◆ AIM OF THE TASK: Please copy each line of the records below that includes the word "trades".

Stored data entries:
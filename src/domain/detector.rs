//! Gap-Z detector: parameter search over a grid, stateless prediction.
//!
//! `fit` is a pure function returning an immutable [`FitResult`]; there is no
//! fitted instance state, so fits can run concurrently across symbols and
//! splits without sharing anything.

use crate::domain::bar::PriceSeries;
use crate::domain::error::GaptraderError;
use crate::domain::execution::{simulate, ExecutionConfig};
use crate::domain::features::{default_min_periods, gap_z_scores};
use crate::domain::metrics::{hit_rate, median};
use crate::domain::trade::SampleType;

/// Parameter lists to grid-search. Enumeration order is canonical:
/// window (outer), then k_low, then max_hold (inner).
#[derive(Debug, Clone, PartialEq)]
pub struct DetectorGrid {
    pub windows: Vec<usize>,
    pub k_lows: Vec<f64>,
    pub max_holds: Vec<usize>,
    pub min_hit_rate: f64,
}

impl DetectorGrid {
    /// Range checks, enforced once at construction rather than inside the
    /// search loop. The strategy is long-only on negative anomalies, so every
    /// k_low must be negative.
    pub fn validate(&self) -> Result<(), GaptraderError> {
        let invalid = |key: &str, reason: String| GaptraderError::ConfigInvalid {
            section: "detector".to_string(),
            key: key.to_string(),
            reason,
        };

        if self.windows.is_empty() || self.windows.iter().any(|&w| w == 0) {
            return Err(invalid("windows", "windows must be non-empty and positive".into()));
        }
        if self.k_lows.is_empty() || self.k_lows.iter().any(|&k| k >= 0.0) {
            return Err(invalid("k_lows", "k_low thresholds must be negative".into()));
        }
        if self.max_holds.is_empty() || self.max_holds.iter().any(|&h| h == 0) {
            return Err(invalid("max_holds", "max_hold must be positive".into()));
        }
        if !(0.0..=1.0).contains(&self.min_hit_rate) {
            return Err(invalid("min_hit_rate", "min_hit_rate must be within [0, 1]".into()));
        }
        Ok(())
    }
}

/// A fitted parameter triple. Immutable; produced by [`fit`], consumed by
/// [`predict`].
#[derive(Debug, Clone, Copy, PartialEq)]
pub struct DetectorParams {
    pub window: usize,
    pub k_low: f64,
    pub max_hold: usize,
}

#[derive(Debug, Clone, Copy, PartialEq)]
pub struct FitResult {
    pub params: DetectorParams,
    pub median_return: f64,
    pub hit_rate: f64,
    pub trades: usize,
}

/// Boolean signal series aligned with the input bars, with the underlying
/// z-score kept as the signal's score where defined.
#[derive(Debug, Clone, PartialEq)]
pub struct SignalSeries {
    pub signals: Vec<bool>,
    pub scores: Vec<Option<f64>>,
}

impl SignalSeries {
    pub fn len(&self) -> usize {
        self.signals.len()
    }

    pub fn is_empty(&self) -> bool {
        self.signals.is_empty()
    }
}

/// Apply the gap/z-score/threshold pipeline with explicit parameters.
/// An undefined z-score is never a signal.
pub fn predict(series: &PriceSeries, params: &DetectorParams) -> SignalSeries {
    let scores = gap_z_scores(series, params.window, default_min_periods(params.window));
    let signals = scores
        .iter()
        .map(|z| matches!(z, Some(v) if *v < params.k_low))
        .collect();
    SignalSeries { signals, scores }
}

/// Grid-search the detector parameters against an in-sample series.
///
/// Each combination is scored by simulating its signals with zero costs and
/// taking the median trade return, subject to the hit-rate floor. Ties on the
/// median resolve to the earliest combination in canonical enumeration order
/// (strictly-greater comparison, first found wins), which keeps the selection
/// reproducible even if evaluations were to run in parallel. Returns `None`
/// when no combination qualifies, a recoverable no-fit rather than an error.
pub fn fit(series: &PriceSeries, grid: &DetectorGrid) -> Option<FitResult> {
    let costs = ExecutionConfig::frictionless();
    let mut best: Option<FitResult> = None;

    for &window in &grid.windows {
        for &k_low in &grid.k_lows {
            for &max_hold in &grid.max_holds {
                let params = DetectorParams {
                    window,
                    k_low,
                    max_hold,
                };
                let signal_series = predict(series, &params);
                let result = simulate(
                    series,
                    &signal_series.signals,
                    max_hold,
                    &costs,
                    SampleType::Is,
                );
                if result.trades.is_empty() {
                    continue;
                }

                let returns: Vec<f64> =
                    result.trades.iter().map(|t| t.return_pct).collect();
                let rate = hit_rate(&returns);
                if rate < grid.min_hit_rate {
                    continue;
                }
                let Some(score) = median(&returns) else {
                    continue;
                };

                if best.as_ref().is_none_or(|b| score > b.median_return) {
                    best = Some(FitResult {
                        params,
                        median_return: score,
                        hit_rate: rate,
                        trades: returns.len(),
                    });
                }
            }
        }
    }

    best
}
//! CLI definition and dispatch.

use clap::{Parser, Subcommand};
use std::collections::BTreeMap;
use std::path::PathBuf;
use std::process::ExitCode;

use crate::adapters::csv_adapter::CsvAdapter;
use crate::adapters::csv_report_adapter::CsvReportAdapter;
use crate::adapters::file_config_adapter::FileConfigAdapter;
use crate::domain::backtest::run_backtest;
use crate::domain::bar::PriceSeries;
use crate::domain::config::Settings;
use crate::domain::error::GaptraderError;
use crate::domain::metrics::LedgerSummary;
use crate::domain::universe::{select_universe, UniverseSnapshot};
use crate::domain::walk_forward::create_splits;
use crate::ports::data_port::{load_histories, DataPort};
use crate::ports::report_port::ReportPort;

#[derive(Parser, Debug)]
#[command(name = "gaptrader", about = "Walk-forward gap anomaly backtester")]
pub struct Cli {
    #[command(subcommand)]
    pub command: Command,
}

#[derive(Subcommand, Debug)]
pub enum Command {
    /// Run the walk-forward backtest and write CSV reports
    Backtest {
        #[arg(short, long)]
        config: PathBuf,
        /// Report directory (default ./report)
        #[arg(short, long)]
        output: Option<PathBuf>,
    },
    /// Select and print the universe at the configured freeze date
    SelectUniverse {
        #[arg(short, long)]
        config: PathBuf,
    },
    /// Print the walk-forward split schedule
    Splits {
        #[arg(short, long)]
        config: PathBuf,
    },
    /// Validate a configuration file
    Validate {
        #[arg(short, long)]
        config: PathBuf,
    },
}

pub fn run(cli: Cli) -> ExitCode {
    match cli.command {
        Command::Backtest { config, output } => run_full_backtest(&config, output.as_deref()),
        Command::SelectUniverse { config } => run_select_universe(&config),
        Command::Splits { config } => run_splits(&config),
        Command::Validate { config } => run_validate(&config),
    }
}

pub fn load_config(path: &PathBuf) -> Result<FileConfigAdapter, ExitCode> {
    FileConfigAdapter::from_file(path).map_err(|e| {
        let err = GaptraderError::ConfigParse {
            file: path.display().to_string(),
            reason: e.to_string(),
        };
        eprintln!("error: {err}");
        ExitCode::from(&err)
    })
}

fn load_settings(config_path: &PathBuf) -> Result<Settings, ExitCode> {
    eprintln!("Loading config from {}", config_path.display());
    let adapter = load_config(config_path)?;
    Settings::from_config(&adapter).map_err(|e| {
        eprintln!("error: {e}");
        ExitCode::from(&e)
    })
}

fn load_market(
    settings: &Settings,
) -> Result<(BTreeMap<String, PriceSeries>, UniverseSnapshot), GaptraderError> {
    let data_port = CsvAdapter::new(PathBuf::from(&settings.csv_dir));
    let symbols = data_port.list_symbols()?;
    eprintln!("Found {} symbols in {}", symbols.len(), settings.csv_dir);

    let histories = load_histories(&data_port, &symbols, settings.start_date, settings.end_date)?;
    let universe = select_universe(&histories, settings.t0, &settings.universe)?;
    Ok((histories, universe))
}

fn run_full_backtest(config_path: &PathBuf, output: Option<&std::path::Path>) -> ExitCode {
    let settings = match load_settings(config_path) {
        Ok(s) => s,
        Err(code) => return code,
    };

    let (histories, universe) = match load_market(&settings) {
        Ok(v) => v,
        Err(e) => {
            eprintln!("error: {e}");
            return (&e).into();
        }
    };

    let result = match run_backtest(&histories, &universe, &settings) {
        Ok(r) => r,
        Err(e) => {
            eprintln!("error: {e}");
            return (&e).into();
        }
    };

    let summary = LedgerSummary::compute(&result.trades);
    eprintln!("\n=== Ledger Summary ===");
    eprintln!("Trades:        {} ({} IS, {} OOS)", summary.trades, summary.is_trades, summary.oos_trades);
    eprintln!("Hit Rate:      {:.1}%", summary.hit_rate * 100.0);
    eprintln!("Median Return: {:.3}%", summary.median_return * 100.0);
    eprintln!("Mean Return:   {:.3}%", summary.mean_return * 100.0);
    eprintln!("Best / Worst:  {:.3}% / {:.3}%", summary.best_return * 100.0, summary.worst_return * 100.0);
    eprintln!("Avg Hold:      {:.1} days", summary.avg_hold_days);
    eprintln!("Unfilled:      {}", result.unfilled.len());

    let output_dir = output
        .map(|p| p.to_path_buf())
        .unwrap_or_else(|| PathBuf::from("report"));
    match CsvReportAdapter.write(&result, &universe, &output_dir) {
        Ok(()) => {
            eprintln!("\nReports written to: {}", output_dir.display());
            ExitCode::SUCCESS
        }
        Err(e) => {
            eprintln!("error: {e}");
            (&e).into()
        }
    }
}

fn run_select_universe(config_path: &PathBuf) -> ExitCode {
    let settings = match load_settings(config_path) {
        Ok(s) => s,
        Err(code) => return code,
    };

    let (_, universe) = match load_market(&settings) {
        Ok(v) => v,
        Err(e) => {
            eprintln!("error: {e}");
            return (&e).into();
        }
    };

    for selected in &universe.selected {
        println!(
            "{:>4}  {:<10} turnover {:>14.0}  valid days {}",
            selected.rank, selected.symbol, selected.median_turnover, selected.valid_days
        );
    }
    eprintln!(
        "{} selected, {} excluded",
        universe.selected.len(),
        universe.excluded.len()
    );
    ExitCode::SUCCESS
}

fn run_splits(config_path: &PathBuf) -> ExitCode {
    let settings = match load_settings(config_path) {
        Ok(s) => s,
        Err(code) => return code,
    };

    let splits = create_splits(settings.start_date, settings.end_date, &settings.walk_forward);
    if splits.is_empty() {
        eprintln!(
            "error: {} to {} is too short for the configured windows",
            settings.start_date, settings.end_date
        );
        return ExitCode::from(4);
    }

    for (i, split) in splits.iter().enumerate() {
        println!(
            "split {:>2}: IS {} .. {}  OOS {} .. {}",
            i + 1,
            split.is_start,
            split.is_end,
            split.oos_start,
            split.oos_end
        );
    }
    ExitCode::SUCCESS
}

fn run_validate(config_path: &PathBuf) -> ExitCode {
    match load_settings(config_path) {
        Ok(settings) => {
            eprintln!(
                "Config validated: {} symbols universe, {}y IS / {}y OOS / {}y holdout, grid {}x{}x{}",
                settings.universe.size,
                settings.walk_forward.is_years,
                settings.walk_forward.oos_years,
                settings.walk_forward.holdout_years,
                settings.grid.windows.len(),
                settings.grid.k_lows.len(),
                settings.grid.max_holds.len()
            );
            ExitCode::SUCCESS
        }
        Err(code) => code,
    }
}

◆ SOLUTION TO THIS TASK:
    pub trades: usize,
                if result.trades.is_empty() {
                    result.trades.iter().map(|t| t.return_pct).collect();
                        trades: returns.len(),
    let summary = LedgerSummary::compute(&result.trades);
    eprintln!("Trades:        {} ({} IS, {} OOS)", summary.trades, summary.is_trades, summary.oos_trades);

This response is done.